The Supreme Court ruled 6-3 that the Trump administration has full discretion to end temporary protections for immigrants, putting hundreds of thousands back at risk of deportation. The Thursday ruling is another legal defeat for migrants previously granted deportation reprieve and work authorization through Temporary Protected Status, a program President Donald Trump's Department of Homeland Security is dismantling.

It says that the DHS secretary can end TPS for countries without the ability for judicial review.

While the April oral arguments focused on TPS for more than 350,000 Haitians and 6,100 Syrians, the order has repercussions for all immigrants protected under the program. Nearly 1.3 million immigrants had TPS before then-Homeland Security Secretary Kristi Noem started ending them for 13 countries.

"The T in TPS stands for TEMPORARY, yet many of these designations became de facto amnesty. This is a win for the rule of law and common sense," DHS general counsel James Percival wrote on X after the ruling.

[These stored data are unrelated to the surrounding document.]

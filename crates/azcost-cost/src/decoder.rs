//! Row decoding for cost and forecast responses.
//!
//! Cost rows are positional. The column layout depends on whether meter
//! grouping was requested:
//!
//! | mode       | columns |
//! |------------|---------|
//! | detailed   | Cost, CostUSD, ResourceId, ResourceType, ResourceLocation, ChargeType, ResourceGroupName, PublisherType, ServiceName, ServiceTier, Meter, Tags, Currency |
//! | aggregated | Cost, CostUSD, ResourceId, ResourceType, ResourceLocation, ChargeType, ResourceGroupName, PublisherType, Tags, Currency |

use std::collections::BTreeMap;

use chrono::NaiveDate;
use serde::{Deserialize, Deserializer};
use serde_json::Value;
use tracing::trace;

use crate::error::{CostError, Result};
use crate::models::{CostResourceRecord, ForecastRecord, MeterDetail};
use crate::query::DetailMode;

/// Columns in a detailed (meter-grouped) row.
const DETAILED_COLUMNS: usize = 13;

/// Columns in an aggregated row.
const AGGREGATED_COLUMNS: usize = 10;

/// `null` text columns decode as "".
fn nullable<'de, D>(deserializer: D) -> std::result::Result<String, D::Error>
where
    D: Deserializer<'de>,
{
    Ok(Option::<String>::deserialize(deserializer)?.unwrap_or_default())
}

#[derive(Debug, Deserialize)]
struct DetailedRow(
    f64,
    f64,
    #[serde(deserialize_with = "nullable")] String,
    #[serde(deserialize_with = "nullable")] String,
    #[serde(deserialize_with = "nullable")] String,
    #[serde(deserialize_with = "nullable")] String,
    #[serde(deserialize_with = "nullable")] String,
    #[serde(deserialize_with = "nullable")] String,
    #[serde(deserialize_with = "nullable")] String,
    #[serde(deserialize_with = "nullable")] String,
    #[serde(deserialize_with = "nullable")] String,
    Option<Vec<String>>,
    #[serde(deserialize_with = "nullable")] String,
);

#[derive(Debug, Deserialize)]
struct AggregatedRow(
    f64,
    f64,
    #[serde(deserialize_with = "nullable")] String,
    #[serde(deserialize_with = "nullable")] String,
    #[serde(deserialize_with = "nullable")] String,
    #[serde(deserialize_with = "nullable")] String,
    #[serde(deserialize_with = "nullable")] String,
    #[serde(deserialize_with = "nullable")] String,
    Option<Vec<String>>,
    #[serde(deserialize_with = "nullable")] String,
);

impl From<DetailedRow> for CostResourceRecord {
    fn from(row: DetailedRow) -> Self {
        let DetailedRow(
            cost,
            cost_usd,
            resource_id,
            resource_type,
            resource_location,
            charge_type,
            resource_group_name,
            publisher_type,
            service_name,
            service_tier,
            meter,
            tags,
            currency,
        ) = row;

        CostResourceRecord {
            cost,
            cost_usd,
            resource_id,
            resource_type,
            resource_location,
            charge_type,
            resource_group_name,
            publisher_type,
            meter: Some(MeterDetail {
                service_name,
                service_tier,
                meter,
            }),
            tags: parse_tags(tags.as_deref().unwrap_or_default()),
            currency,
        }
    }
}

impl From<AggregatedRow> for CostResourceRecord {
    fn from(row: AggregatedRow) -> Self {
        let AggregatedRow(
            cost,
            cost_usd,
            resource_id,
            resource_type,
            resource_location,
            charge_type,
            resource_group_name,
            publisher_type,
            tags,
            currency,
        ) = row;

        CostResourceRecord {
            cost,
            cost_usd,
            resource_id,
            resource_type,
            resource_location,
            charge_type,
            resource_group_name,
            publisher_type,
            meter: None,
            tags: parse_tags(tags.as_deref().unwrap_or_default()),
            currency,
        }
    }
}

/// Parse `"key":"value"` tag entries.
///
/// Entries that don't split into exactly two parts on `:` are dropped.
pub fn parse_tags<S: AsRef<str>>(entries: &[S]) -> BTreeMap<String, String> {
    entries
        .iter()
        .filter_map(|entry| {
            let parts: Vec<&str> = entry.as_ref().split(':').collect();
            match parts.as_slice() {
                [key, value] => Some((
                    key.trim_matches('"').to_string(),
                    value.trim_matches('"').to_string(),
                )),
                _ => None,
            }
        })
        .collect()
}

/// Decode cost rows for the given mode, preserving order.
///
/// Columns past the mode's width are ignored. A row shorter than the width
/// is a decode error.
pub fn decode_cost_rows(rows: &[Vec<Value>], mode: DetailMode) -> Result<Vec<CostResourceRecord>> {
    let width = match mode {
        DetailMode::Detailed => DETAILED_COLUMNS,
        DetailMode::Aggregated => AGGREGATED_COLUMNS,
    };

    rows.iter()
        .enumerate()
        .map(|(index, row)| {
            if row.len() > width {
                trace!(target: "azcost::cost", row = index, extra = row.len() - width, "Ignoring trailing columns");
            }
            let value = Value::Array(row.iter().take(width).cloned().collect());
            let record = match mode {
                DetailMode::Detailed => serde_json::from_value::<DetailedRow>(value).map(Into::into),
                DetailMode::Aggregated => {
                    serde_json::from_value::<AggregatedRow>(value).map(Into::into)
                }
            };
            record.map_err(|e| CostError::decode(index, e.to_string()))
        })
        .collect()
}

/// Decode forecast rows: `[Cost, UsageDate, CostStatus, Currency, ...]`.
pub fn decode_forecast_rows(rows: &[Vec<Value>]) -> Result<Vec<ForecastRecord>> {
    rows.iter()
        .enumerate()
        .map(|(index, row)| decode_forecast_row(index, row))
        .collect()
}

fn decode_forecast_row(index: usize, row: &[Value]) -> Result<ForecastRecord> {
    if row.len() < 4 {
        return Err(CostError::decode(
            index,
            format!("expected at least 4 forecast columns, got {}", row.len()),
        ));
    }

    let cost = row[0]
        .as_f64()
        .ok_or_else(|| CostError::decode(index, format!("cost is not a number: {}", row[0])))?;
    let date = parse_usage_date(&row[1])
        .ok_or_else(|| CostError::decode(index, format!("invalid usage date: {}", row[1])))?;
    let currency = row[3].as_str().unwrap_or_default().to_string();

    trace!(target: "azcost::forecast", %date, cost, "Decoded forecast row");

    Ok(ForecastRecord {
        date,
        cost,
        cost_usd: cost,
        currency,
    })
}

/// `yyyyMMdd` as a JSON number or string.
fn parse_usage_date(value: &Value) -> Option<NaiveDate> {
    let text = match value {
        Value::Number(n) => match n.as_i64() {
            Some(i) => i.to_string(),
            None => format!("{:.0}", n.as_f64()?),
        },
        Value::String(s) => s.trim().to_string(),
        _ => return None,
    };
    NaiveDate::parse_from_str(&text, "%Y%m%d").ok()
}
//! Data source traits for the retriever.
//!
//! [`CostSource`] and [`PriceSource`] abstract the HTTP clients so the
//! orchestration in [`crate::retriever`] can run against canned responses.
//!
//! ## Implementations
//!
//! - [`CostManagementClient`] - Cost Management `query` / `forecast`
//! - [`RetailPriceClient`] - Retail Prices API

use ::async_trait::async_trait;
use azcost_api::{CostManagementClient, PriceRecord, QueryResponse, RetailPriceClient};

use crate::query::QueryDefinition;

/// Source of cost and forecast tables.
#[async_trait]
pub trait CostSource: Send + Sync {
    /// Run a cost query; pages are already concatenated.
    async fn query(
        &self,
        subscription_id: &str,
        definition: &QueryDefinition,
    ) -> azcost_api::Result<QueryResponse>;

    /// Run a forecast query.
    async fn forecast(
        &self,
        subscription_id: &str,
        definition: &QueryDefinition,
    ) -> azcost_api::Result<QueryResponse>;
}

/// Source of retail price records.
#[async_trait]
pub trait PriceSource: Send + Sync {
    /// All price items matching an OData filter, across pages.
    async fn prices(&self, filter: &str) -> azcost_api::Result<Vec<PriceRecord>>;
}

#[async_trait]
impl CostSource for CostManagementClient {
    async fn query(
        &self,
        subscription_id: &str,
        definition: &QueryDefinition,
    ) -> azcost_api::Result<QueryResponse> {
        CostManagementClient::query(self, subscription_id, definition).await
    }

    async fn forecast(
        &self,
        subscription_id: &str,
        definition: &QueryDefinition,
    ) -> azcost_api::Result<QueryResponse> {
        CostManagementClient::forecast(self, subscription_id, definition).await
    }
}

#[async_trait]
impl PriceSource for RetailPriceClient {
    async fn prices(&self, filter: &str) -> azcost_api::Result<Vec<PriceRecord>> {
        RetailPriceClient::prices(self, filter).await
    }
}

#[cfg(test)]
pub(crate) mod mock {
    //! In-memory sources keyed by resource id / filter.

    use std::collections::HashMap;
    use std::sync::Mutex;
    use std::sync::atomic::{AtomicUsize, Ordering};

    use azcost_api::{ApiError, QueryProperties};
    use serde_json::Value;

    use super::*;

    /// Canned response for one resource.
    pub enum Canned {
        Rows(Vec<Vec<Value>>),
        Status(u16),
    }

    impl Canned {
        fn respond(&self) -> azcost_api::Result<QueryResponse> {
            match self {
                Canned::Rows(rows) => Ok(QueryResponse {
                    properties: QueryProperties {
                        rows: rows.clone(),
                        ..Default::default()
                    },
                }),
                Canned::Status(status) => Err(ApiError::from_http_status(
                    *status,
                    "https://management.example/mock",
                    "mock failure",
                    None,
                )),
            }
        }
    }

    #[derive(Default)]
    pub struct MockCostSource {
        pub costs: HashMap<String, Canned>,
        pub forecasts: HashMap<String, Canned>,
        pub calls: AtomicUsize,
        pub seen: Mutex<Vec<QueryDefinition>>,
    }

    impl MockCostSource {
        pub fn with_cost(mut self, id: &str, canned: Canned) -> Self {
            self.costs.insert(id.to_string(), canned);
            self
        }

        pub fn with_forecast(mut self, id: &str, canned: Canned) -> Self {
            self.forecasts.insert(id.to_string(), canned);
            self
        }

        pub fn call_count(&self) -> usize {
            self.calls.load(Ordering::SeqCst)
        }

        fn lookup(
            &self,
            table: &HashMap<String, Canned>,
            definition: &QueryDefinition,
        ) -> azcost_api::Result<QueryResponse> {
            self.calls.fetch_add(1, Ordering::SeqCst);
            if let Ok(mut seen) = self.seen.lock() {
                seen.push(definition.clone());
            }
            let id = definition
                .dataset
                .filter
                .as_ref()
                .and_then(|f| f.resource_ids())
                .and_then(|ids| ids.first())
                .cloned()
                .unwrap_or_default();
            match table.get(&id) {
                Some(canned) => canned.respond(),
                None => Canned::Rows(Vec::new()).respond(),
            }
        }
    }

    #[async_trait]
    impl CostSource for MockCostSource {
        async fn query(
            &self,
            _subscription_id: &str,
            definition: &QueryDefinition,
        ) -> azcost_api::Result<QueryResponse> {
            self.lookup(&self.costs, definition)
        }

        async fn forecast(
            &self,
            _subscription_id: &str,
            definition: &QueryDefinition,
        ) -> azcost_api::Result<QueryResponse> {
            self.lookup(&self.forecasts, definition)
        }
    }

    #[derive(Default)]
    pub struct MockPriceSource {
        pub items: Vec<PriceRecord>,
        pub fail: bool,
        pub filters: Mutex<Vec<String>>,
    }

    impl MockPriceSource {
        pub fn new(items: Vec<PriceRecord>) -> Self {
            Self {
                items,
                ..Default::default()
            }
        }

        pub fn seen_filters(&self) -> Vec<String> {
            self.filters.lock().map(|f| f.clone()).unwrap_or_default()
        }
    }

    #[async_trait]
    impl PriceSource for MockPriceSource {
        async fn prices(&self, filter: &str) -> azcost_api::Result<Vec<PriceRecord>> {
            if let Ok(mut filters) = self.filters.lock() {
                filters.push(filter.to_string());
            }
            if self.fail {
                return Err(ApiError::from_http_status(
                    500,
                    "https://prices.example/mock",
                    "",
                    None,
                ));
            }
            Ok(self.items.clone())
        }
    }
}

Justice Elena Kagan wrote the dissenting opinion the two other liberal justices joined. "Respectfully, I dissent from the Court's decision that they may instead be put on the next plane," she wrote.

Republican Rep. Mike Lawler of New York, who co-led a House bill that would extend TPS for Haitians, said Thursday's decision would create a crisis in hospitals and nursing homes, given the number of Haitian TPS holders working in the health care sector. The three-decade-old program created by Congress is supposed to protect immigrants from being deported to countries deemed too unsafe; some designations have lasted for decades, such as for El Salvador.